Identify all lines in the listing that include the word "syntax", and copy them out.

━━ Supplied information ━━

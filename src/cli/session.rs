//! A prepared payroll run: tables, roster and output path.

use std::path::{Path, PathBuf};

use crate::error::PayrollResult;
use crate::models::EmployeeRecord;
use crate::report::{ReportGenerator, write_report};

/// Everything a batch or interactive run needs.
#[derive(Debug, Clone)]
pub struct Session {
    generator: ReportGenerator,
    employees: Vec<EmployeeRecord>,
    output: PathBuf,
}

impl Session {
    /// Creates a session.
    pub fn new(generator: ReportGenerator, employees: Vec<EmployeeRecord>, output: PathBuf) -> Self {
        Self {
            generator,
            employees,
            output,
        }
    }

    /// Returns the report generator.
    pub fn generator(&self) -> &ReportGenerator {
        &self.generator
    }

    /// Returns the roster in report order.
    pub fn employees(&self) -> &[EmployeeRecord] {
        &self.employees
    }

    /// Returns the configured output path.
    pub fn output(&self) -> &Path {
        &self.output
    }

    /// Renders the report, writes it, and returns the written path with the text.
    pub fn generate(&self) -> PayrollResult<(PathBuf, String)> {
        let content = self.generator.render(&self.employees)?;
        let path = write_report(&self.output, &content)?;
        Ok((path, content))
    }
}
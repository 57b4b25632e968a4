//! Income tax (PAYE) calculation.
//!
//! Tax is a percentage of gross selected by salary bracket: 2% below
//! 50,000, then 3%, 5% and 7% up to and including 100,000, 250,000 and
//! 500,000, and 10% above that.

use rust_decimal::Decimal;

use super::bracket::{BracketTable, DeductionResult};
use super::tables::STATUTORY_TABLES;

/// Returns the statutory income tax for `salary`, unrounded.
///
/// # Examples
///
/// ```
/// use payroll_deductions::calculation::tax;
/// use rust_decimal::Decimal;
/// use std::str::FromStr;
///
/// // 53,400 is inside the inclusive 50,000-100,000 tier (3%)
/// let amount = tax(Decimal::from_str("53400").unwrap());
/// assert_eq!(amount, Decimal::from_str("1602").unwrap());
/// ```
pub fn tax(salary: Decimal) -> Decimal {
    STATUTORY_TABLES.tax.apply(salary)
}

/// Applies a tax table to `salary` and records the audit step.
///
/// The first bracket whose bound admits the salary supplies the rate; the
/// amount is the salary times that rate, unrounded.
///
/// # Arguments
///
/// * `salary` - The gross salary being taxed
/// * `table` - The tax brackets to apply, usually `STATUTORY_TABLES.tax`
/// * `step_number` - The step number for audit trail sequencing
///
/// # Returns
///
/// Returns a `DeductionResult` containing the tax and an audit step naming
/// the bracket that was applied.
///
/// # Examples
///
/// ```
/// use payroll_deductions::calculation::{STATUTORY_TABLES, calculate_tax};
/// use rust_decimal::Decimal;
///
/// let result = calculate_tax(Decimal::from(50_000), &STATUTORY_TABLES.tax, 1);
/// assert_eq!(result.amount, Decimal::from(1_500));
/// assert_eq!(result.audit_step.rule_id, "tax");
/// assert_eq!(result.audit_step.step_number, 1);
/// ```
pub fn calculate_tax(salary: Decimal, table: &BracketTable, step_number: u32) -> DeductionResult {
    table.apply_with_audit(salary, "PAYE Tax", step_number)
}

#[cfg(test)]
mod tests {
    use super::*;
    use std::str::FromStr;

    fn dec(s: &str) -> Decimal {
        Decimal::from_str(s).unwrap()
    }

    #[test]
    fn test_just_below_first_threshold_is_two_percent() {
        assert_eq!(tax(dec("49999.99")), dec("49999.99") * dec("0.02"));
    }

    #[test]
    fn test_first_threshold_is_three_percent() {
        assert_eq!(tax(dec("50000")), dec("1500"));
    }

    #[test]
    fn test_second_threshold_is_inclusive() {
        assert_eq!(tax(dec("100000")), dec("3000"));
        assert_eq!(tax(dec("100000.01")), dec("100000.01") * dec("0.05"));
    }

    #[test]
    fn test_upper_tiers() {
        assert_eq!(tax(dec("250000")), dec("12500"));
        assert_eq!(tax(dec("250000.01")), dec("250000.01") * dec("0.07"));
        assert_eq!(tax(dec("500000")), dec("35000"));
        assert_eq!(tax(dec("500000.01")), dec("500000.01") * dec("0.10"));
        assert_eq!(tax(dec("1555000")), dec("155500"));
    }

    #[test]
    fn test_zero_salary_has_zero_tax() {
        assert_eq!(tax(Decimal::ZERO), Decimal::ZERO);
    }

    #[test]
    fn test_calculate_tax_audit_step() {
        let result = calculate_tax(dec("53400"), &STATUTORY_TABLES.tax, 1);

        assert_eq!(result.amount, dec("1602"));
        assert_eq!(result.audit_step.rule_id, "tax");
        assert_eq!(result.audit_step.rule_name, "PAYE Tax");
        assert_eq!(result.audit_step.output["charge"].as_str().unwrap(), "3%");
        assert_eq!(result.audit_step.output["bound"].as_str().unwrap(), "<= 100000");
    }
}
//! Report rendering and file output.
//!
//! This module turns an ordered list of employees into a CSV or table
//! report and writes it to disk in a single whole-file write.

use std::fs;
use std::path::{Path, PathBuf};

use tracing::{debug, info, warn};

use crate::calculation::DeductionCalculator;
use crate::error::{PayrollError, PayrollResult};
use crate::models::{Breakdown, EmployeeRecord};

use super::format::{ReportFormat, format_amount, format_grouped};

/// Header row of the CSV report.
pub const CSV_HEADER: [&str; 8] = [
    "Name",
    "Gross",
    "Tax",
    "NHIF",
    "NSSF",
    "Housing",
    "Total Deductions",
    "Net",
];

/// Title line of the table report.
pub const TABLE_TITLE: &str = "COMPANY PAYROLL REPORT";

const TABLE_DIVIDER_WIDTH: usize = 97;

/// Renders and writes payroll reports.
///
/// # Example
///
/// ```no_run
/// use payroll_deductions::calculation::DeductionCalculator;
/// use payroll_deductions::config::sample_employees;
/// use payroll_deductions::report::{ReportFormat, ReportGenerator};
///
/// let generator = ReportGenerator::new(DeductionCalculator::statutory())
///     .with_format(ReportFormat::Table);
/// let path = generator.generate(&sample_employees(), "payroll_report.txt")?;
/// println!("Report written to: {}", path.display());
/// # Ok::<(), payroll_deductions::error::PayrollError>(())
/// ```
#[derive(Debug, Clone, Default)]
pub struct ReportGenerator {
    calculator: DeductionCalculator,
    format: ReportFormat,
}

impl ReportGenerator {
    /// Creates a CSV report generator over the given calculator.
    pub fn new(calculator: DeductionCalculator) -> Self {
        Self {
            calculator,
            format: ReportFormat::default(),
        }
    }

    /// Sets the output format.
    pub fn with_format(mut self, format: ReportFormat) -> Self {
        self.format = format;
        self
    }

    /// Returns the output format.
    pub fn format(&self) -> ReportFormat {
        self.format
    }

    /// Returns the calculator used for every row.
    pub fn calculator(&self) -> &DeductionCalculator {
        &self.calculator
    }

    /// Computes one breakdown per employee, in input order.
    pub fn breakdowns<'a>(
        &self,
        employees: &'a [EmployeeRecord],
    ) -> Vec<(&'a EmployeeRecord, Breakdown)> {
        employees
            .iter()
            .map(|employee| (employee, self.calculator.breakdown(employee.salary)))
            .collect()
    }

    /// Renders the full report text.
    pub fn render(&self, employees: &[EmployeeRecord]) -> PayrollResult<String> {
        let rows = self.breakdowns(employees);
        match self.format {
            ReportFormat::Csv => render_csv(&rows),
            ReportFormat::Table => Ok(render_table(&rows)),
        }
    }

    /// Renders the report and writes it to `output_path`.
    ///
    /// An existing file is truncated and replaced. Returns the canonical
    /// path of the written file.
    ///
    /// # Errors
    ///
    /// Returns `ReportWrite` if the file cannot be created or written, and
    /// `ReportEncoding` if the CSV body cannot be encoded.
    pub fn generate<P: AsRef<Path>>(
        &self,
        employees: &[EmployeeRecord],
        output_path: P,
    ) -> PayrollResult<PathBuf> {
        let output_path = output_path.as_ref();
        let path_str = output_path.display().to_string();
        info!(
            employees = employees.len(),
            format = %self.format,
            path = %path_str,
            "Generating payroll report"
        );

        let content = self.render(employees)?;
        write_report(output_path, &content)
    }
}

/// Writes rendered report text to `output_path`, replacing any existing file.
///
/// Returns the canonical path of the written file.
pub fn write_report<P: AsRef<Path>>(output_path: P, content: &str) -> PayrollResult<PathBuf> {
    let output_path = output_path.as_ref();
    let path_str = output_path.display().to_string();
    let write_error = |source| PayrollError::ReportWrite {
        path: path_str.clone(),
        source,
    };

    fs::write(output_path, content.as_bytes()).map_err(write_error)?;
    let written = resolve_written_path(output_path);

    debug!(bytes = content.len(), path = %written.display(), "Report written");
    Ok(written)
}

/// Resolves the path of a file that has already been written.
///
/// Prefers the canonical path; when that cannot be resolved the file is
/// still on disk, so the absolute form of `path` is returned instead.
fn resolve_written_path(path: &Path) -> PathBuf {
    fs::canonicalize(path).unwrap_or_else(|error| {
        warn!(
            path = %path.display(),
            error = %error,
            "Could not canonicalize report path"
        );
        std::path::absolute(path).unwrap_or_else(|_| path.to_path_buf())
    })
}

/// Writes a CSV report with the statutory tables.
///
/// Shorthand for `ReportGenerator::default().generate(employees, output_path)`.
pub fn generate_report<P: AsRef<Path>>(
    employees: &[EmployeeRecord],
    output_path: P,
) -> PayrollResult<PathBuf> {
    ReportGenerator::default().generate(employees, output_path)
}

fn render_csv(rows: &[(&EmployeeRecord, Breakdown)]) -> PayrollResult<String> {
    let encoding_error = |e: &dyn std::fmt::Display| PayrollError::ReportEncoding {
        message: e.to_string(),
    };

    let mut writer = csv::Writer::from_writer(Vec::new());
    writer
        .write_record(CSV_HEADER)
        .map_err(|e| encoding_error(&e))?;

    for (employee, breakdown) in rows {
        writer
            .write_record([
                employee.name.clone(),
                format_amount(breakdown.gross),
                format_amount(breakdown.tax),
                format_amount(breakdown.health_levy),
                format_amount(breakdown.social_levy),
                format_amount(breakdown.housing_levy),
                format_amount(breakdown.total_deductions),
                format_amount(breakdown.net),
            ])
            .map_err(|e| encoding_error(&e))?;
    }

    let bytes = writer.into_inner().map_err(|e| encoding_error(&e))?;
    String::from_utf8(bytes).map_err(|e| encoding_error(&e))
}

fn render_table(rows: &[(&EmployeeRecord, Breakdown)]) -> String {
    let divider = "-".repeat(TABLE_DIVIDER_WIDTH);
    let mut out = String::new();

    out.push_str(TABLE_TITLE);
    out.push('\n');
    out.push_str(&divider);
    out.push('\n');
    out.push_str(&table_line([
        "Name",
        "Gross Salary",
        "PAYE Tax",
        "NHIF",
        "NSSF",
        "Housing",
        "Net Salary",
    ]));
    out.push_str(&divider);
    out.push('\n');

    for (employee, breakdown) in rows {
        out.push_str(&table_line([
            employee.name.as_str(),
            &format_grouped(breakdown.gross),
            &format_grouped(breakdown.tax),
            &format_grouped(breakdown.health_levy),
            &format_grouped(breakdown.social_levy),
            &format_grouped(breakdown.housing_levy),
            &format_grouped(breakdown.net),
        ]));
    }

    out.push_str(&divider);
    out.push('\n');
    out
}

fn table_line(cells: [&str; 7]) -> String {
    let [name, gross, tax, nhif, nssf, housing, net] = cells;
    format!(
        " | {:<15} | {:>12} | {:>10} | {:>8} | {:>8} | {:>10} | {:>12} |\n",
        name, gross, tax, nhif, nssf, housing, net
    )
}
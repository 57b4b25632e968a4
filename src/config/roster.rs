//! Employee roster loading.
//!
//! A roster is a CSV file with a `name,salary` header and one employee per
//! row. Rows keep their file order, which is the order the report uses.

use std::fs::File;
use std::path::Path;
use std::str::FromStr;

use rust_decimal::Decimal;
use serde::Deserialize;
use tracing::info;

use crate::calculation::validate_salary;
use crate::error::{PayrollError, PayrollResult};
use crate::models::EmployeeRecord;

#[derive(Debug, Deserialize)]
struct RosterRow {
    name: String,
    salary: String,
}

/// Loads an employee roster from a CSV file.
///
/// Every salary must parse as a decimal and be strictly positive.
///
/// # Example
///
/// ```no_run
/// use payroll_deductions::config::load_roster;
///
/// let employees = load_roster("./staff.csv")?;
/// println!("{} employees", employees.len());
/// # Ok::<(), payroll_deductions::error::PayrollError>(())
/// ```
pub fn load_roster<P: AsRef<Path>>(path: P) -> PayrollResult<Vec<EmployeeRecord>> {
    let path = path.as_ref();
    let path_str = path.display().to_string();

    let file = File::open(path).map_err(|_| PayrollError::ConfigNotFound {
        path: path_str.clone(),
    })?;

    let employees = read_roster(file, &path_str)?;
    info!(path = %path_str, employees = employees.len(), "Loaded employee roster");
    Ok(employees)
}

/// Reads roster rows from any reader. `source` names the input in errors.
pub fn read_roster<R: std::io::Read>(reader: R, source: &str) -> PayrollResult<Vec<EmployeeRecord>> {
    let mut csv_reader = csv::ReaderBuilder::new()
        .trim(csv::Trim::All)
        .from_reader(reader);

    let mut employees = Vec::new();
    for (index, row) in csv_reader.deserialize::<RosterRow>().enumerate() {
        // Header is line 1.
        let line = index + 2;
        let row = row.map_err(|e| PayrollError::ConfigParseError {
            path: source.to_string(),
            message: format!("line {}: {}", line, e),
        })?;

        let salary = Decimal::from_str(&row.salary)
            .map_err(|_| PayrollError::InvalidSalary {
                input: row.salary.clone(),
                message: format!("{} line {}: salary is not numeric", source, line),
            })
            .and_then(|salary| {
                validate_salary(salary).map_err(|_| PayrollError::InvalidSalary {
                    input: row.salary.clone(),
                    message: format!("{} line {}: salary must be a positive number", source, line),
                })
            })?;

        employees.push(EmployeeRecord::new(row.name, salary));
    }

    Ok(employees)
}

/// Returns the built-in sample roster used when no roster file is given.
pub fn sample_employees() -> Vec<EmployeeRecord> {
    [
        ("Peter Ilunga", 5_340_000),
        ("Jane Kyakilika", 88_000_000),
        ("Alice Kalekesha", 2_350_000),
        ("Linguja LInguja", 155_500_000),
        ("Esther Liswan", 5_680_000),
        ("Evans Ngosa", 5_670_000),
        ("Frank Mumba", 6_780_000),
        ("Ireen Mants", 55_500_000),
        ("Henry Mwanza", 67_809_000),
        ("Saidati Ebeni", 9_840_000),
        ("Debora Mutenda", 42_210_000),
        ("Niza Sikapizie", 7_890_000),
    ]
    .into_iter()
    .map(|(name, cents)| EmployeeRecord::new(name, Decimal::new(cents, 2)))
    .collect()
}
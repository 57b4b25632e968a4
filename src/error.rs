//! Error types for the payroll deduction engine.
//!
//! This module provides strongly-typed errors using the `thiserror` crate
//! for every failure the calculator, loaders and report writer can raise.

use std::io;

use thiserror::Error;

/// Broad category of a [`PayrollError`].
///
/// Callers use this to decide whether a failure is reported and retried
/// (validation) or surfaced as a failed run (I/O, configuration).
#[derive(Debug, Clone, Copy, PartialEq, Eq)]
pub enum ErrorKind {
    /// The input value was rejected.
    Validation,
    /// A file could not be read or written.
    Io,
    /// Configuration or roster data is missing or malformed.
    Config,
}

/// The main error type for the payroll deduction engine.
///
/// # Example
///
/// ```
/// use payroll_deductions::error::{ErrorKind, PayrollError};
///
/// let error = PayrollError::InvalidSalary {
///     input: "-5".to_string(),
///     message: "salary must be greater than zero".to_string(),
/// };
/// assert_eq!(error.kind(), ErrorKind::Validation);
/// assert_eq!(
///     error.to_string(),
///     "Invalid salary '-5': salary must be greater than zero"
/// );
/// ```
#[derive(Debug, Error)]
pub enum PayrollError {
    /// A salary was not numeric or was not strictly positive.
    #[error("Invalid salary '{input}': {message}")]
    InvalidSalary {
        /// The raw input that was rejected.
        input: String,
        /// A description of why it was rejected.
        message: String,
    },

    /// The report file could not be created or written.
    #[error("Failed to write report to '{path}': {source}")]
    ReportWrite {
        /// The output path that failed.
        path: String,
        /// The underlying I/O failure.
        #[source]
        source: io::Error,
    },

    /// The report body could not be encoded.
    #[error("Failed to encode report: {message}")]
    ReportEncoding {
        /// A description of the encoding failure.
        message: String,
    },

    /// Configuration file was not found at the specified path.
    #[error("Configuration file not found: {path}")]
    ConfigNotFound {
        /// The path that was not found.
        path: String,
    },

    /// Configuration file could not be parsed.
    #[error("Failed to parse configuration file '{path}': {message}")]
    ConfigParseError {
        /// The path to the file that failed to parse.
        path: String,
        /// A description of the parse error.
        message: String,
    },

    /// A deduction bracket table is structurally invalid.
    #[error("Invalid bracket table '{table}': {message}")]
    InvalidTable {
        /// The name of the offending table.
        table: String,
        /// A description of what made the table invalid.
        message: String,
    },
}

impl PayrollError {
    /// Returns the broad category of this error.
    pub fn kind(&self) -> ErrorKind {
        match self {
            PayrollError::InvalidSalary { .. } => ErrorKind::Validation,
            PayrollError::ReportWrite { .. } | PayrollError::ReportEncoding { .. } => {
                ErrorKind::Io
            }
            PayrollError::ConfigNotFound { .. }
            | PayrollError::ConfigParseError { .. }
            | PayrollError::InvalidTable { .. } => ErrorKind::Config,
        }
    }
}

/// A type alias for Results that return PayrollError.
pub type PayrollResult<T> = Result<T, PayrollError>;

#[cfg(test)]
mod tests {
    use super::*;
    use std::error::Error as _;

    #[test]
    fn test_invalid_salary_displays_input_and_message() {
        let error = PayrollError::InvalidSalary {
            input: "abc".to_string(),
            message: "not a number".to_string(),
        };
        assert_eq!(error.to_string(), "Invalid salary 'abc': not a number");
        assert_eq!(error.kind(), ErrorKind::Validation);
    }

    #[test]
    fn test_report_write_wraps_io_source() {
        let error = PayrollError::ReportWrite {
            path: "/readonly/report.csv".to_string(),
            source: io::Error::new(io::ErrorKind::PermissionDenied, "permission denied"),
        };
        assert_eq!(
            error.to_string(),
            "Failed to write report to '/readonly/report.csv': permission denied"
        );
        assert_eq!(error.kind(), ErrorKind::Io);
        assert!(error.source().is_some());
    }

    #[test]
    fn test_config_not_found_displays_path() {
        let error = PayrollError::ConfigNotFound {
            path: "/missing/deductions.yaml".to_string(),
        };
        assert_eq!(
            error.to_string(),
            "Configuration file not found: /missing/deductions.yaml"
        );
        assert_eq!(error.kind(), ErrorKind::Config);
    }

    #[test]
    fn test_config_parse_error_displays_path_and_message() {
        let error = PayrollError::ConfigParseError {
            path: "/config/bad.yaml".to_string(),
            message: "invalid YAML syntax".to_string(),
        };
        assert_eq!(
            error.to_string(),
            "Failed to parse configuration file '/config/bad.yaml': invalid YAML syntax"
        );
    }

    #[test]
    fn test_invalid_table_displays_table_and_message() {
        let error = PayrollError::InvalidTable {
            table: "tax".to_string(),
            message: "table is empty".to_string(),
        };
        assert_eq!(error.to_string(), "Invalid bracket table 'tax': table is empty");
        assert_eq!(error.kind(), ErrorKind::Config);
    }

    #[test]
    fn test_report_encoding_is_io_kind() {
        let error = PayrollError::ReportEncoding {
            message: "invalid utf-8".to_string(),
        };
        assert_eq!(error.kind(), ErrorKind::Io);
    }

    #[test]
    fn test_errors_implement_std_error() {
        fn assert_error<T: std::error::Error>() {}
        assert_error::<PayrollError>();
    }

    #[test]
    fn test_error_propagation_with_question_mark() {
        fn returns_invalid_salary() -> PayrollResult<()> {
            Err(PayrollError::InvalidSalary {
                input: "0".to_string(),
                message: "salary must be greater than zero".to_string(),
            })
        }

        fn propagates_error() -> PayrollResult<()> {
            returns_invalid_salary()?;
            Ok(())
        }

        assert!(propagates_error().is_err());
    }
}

━━━

Answer area -
            message: "invalid YAML syntax".to_string(),
            "Failed to parse configuration file '/config/bad.yaml': invalid YAML syntax"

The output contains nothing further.